(Saved data entries)
________
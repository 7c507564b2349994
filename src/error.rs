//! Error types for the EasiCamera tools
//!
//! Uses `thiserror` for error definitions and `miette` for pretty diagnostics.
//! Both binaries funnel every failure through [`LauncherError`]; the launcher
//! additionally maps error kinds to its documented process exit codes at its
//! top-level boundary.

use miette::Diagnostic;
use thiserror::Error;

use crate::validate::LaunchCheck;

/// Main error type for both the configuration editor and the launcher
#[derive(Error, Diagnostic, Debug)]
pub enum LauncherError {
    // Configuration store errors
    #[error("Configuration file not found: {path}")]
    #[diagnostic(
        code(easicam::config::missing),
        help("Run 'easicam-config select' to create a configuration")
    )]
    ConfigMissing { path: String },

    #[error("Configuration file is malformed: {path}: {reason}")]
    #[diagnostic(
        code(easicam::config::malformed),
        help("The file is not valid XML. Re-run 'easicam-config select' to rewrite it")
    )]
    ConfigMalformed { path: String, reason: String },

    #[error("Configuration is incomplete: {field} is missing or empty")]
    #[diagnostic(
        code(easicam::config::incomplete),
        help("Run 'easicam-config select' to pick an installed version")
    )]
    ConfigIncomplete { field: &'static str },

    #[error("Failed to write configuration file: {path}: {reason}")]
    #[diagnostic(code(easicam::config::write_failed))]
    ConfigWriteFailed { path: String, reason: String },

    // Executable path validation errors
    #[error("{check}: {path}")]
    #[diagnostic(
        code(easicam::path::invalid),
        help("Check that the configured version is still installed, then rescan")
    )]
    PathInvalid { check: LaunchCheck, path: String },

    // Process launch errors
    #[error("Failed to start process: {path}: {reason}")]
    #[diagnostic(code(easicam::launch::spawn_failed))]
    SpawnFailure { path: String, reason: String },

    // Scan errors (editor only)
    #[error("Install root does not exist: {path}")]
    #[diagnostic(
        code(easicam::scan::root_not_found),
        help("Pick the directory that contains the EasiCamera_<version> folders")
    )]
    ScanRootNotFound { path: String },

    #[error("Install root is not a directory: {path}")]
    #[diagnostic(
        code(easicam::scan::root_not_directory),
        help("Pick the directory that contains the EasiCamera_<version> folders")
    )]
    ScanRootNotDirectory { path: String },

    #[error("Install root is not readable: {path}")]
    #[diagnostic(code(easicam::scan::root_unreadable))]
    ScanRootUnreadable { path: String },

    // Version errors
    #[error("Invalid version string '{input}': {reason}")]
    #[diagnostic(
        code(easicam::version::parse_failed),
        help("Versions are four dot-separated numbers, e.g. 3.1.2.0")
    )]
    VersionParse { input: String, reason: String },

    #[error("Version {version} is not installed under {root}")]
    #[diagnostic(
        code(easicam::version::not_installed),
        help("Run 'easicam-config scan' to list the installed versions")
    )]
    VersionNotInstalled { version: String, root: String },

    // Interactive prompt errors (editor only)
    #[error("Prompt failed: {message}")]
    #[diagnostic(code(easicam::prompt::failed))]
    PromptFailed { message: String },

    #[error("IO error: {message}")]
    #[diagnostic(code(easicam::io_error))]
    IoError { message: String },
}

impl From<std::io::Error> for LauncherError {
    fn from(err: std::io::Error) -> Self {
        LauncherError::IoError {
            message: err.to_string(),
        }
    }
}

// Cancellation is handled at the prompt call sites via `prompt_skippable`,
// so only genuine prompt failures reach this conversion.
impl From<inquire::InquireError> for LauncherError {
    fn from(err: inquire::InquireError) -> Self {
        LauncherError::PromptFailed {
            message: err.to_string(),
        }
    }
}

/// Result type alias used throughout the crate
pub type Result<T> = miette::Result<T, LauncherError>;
________
Exercise aim
Reproduce all the records, exactly and in full.

Result for this exercise
repository 7c507564b2349994
filename src/error.rs
//! Error types for the EasiCamera tools
//!
//! Uses `thiserror` for error definitions and `miette` for pretty diagnostics.
//! Both binaries funnel every failure through [`LauncherError`]; the launcher
//! additionally maps error kinds to its documented process exit codes at its
//! top-level boundary.

use miette::Diagnostic;
use thiserror::Error;

use crate::validate::LaunchCheck;

/// Main error type for both the configuration editor and the launcher
#[derive(Error, Diagnostic, Debug)]
pub enum LauncherError {
    // Configuration store errors
    #[error("Configuration file not found: {path}")]
    #[diagnostic(
        code(easicam::config::missing),
        help("Run 'easicam-config select' to create a configuration")
    )]
    ConfigMissing { path: String },

    #[error("Configuration file is malformed: {path}: {reason}")]
    #[diagnostic(
        code(easicam::config::malformed),
        help("The file is not valid XML. Re-run 'easicam-config select' to rewrite it")
    )]
    ConfigMalformed { path: String, reason: String },

    #[error("Configuration is incomplete: {field} is missing or empty")]
    #[diagnostic(
        code(easicam::config::incomplete),
        help("Run 'easicam-config select' to pick an installed version")
    )]
    ConfigIncomplete { field: &'static str },

    #[error("Failed to write configuration file: {path}: {reason}")]
    #[diagnostic(code(easicam::config::write_failed))]
    ConfigWriteFailed { path: String, reason: String },

    // Executable path validation errors
    #[error("{check}: {path}")]
    #[diagnostic(
        code(easicam::path::invalid),
        help("Check that the configured version is still installed, then rescan")
    )]
    PathInvalid { check: LaunchCheck, path: String },

    // Process launch errors
    #[error("Failed to start process: {path}: {reason}")]
    #[diagnostic(code(easicam::launch::spawn_failed))]
    SpawnFailure { path: String, reason: String },

    // Scan errors (editor only)
    #[error("Install root does not exist: {path}")]
    #[diagnostic(
        code(easicam::scan::root_not_found),
        help("Pick the directory that contains the EasiCamera_<version> folders")
    )]
    ScanRootNotFound { path: String },

    #[error("Install root is not a directory: {path}")]
    #[diagnostic(
        code(easicam::scan::root_not_directory),
        help("Pick the directory that contains the EasiCamera_<version> folders")
    )]
    ScanRootNotDirectory { path: String },

    #[error("Install root is not readable: {path}")]
    #[diagnostic(code(easicam::scan::root_unreadable))]
    ScanRootUnreadable { path: String },

    // Version errors
    #[error("Invalid version string '{input}': {reason}")]
    #[diagnostic(
        code(easicam::version::parse_failed),
        help("Versions are four dot-separated numbers, e.g. 3.1.2.0")
    )]
    VersionParse { input: String, reason: String },

    #[error("Version {version} is not installed under {root}")]
    #[diagnostic(
        code(easicam::version::not_installed),
        help("Run 'easicam-config scan' to list the installed versions")
    )]
    VersionNotInstalled { version: String, root: String },

    // Interactive prompt errors (editor only)
    #[error("Prompt failed: {message}")]
    #[diagnostic(code(easicam::prompt::failed))]
    PromptFailed { message: String },

    #[error("IO error: {message}")]
    #[diagnostic(code(easicam::io_error))]
    IoError { message: String },
}

impl From<std::io::Error> for LauncherError {
    fn from(err: std::io::Error) -> Self {
        LauncherError::IoError {
            message: err.to_string(),
        }
    }
}

// Cancellation is handled at the prompt call sites via `prompt_skippable`,
// so only genuine prompt failures reach this conversion.
impl From<inquire::InquireError> for LauncherError {
    fn from(err: inquire::InquireError) -> Self {
        LauncherError::PromptFailed {
            message: err.to_string(),
        }
    }
}

/// Result type alias used throughout the crate
pub type Result<T> = miette::Result<T, LauncherError>;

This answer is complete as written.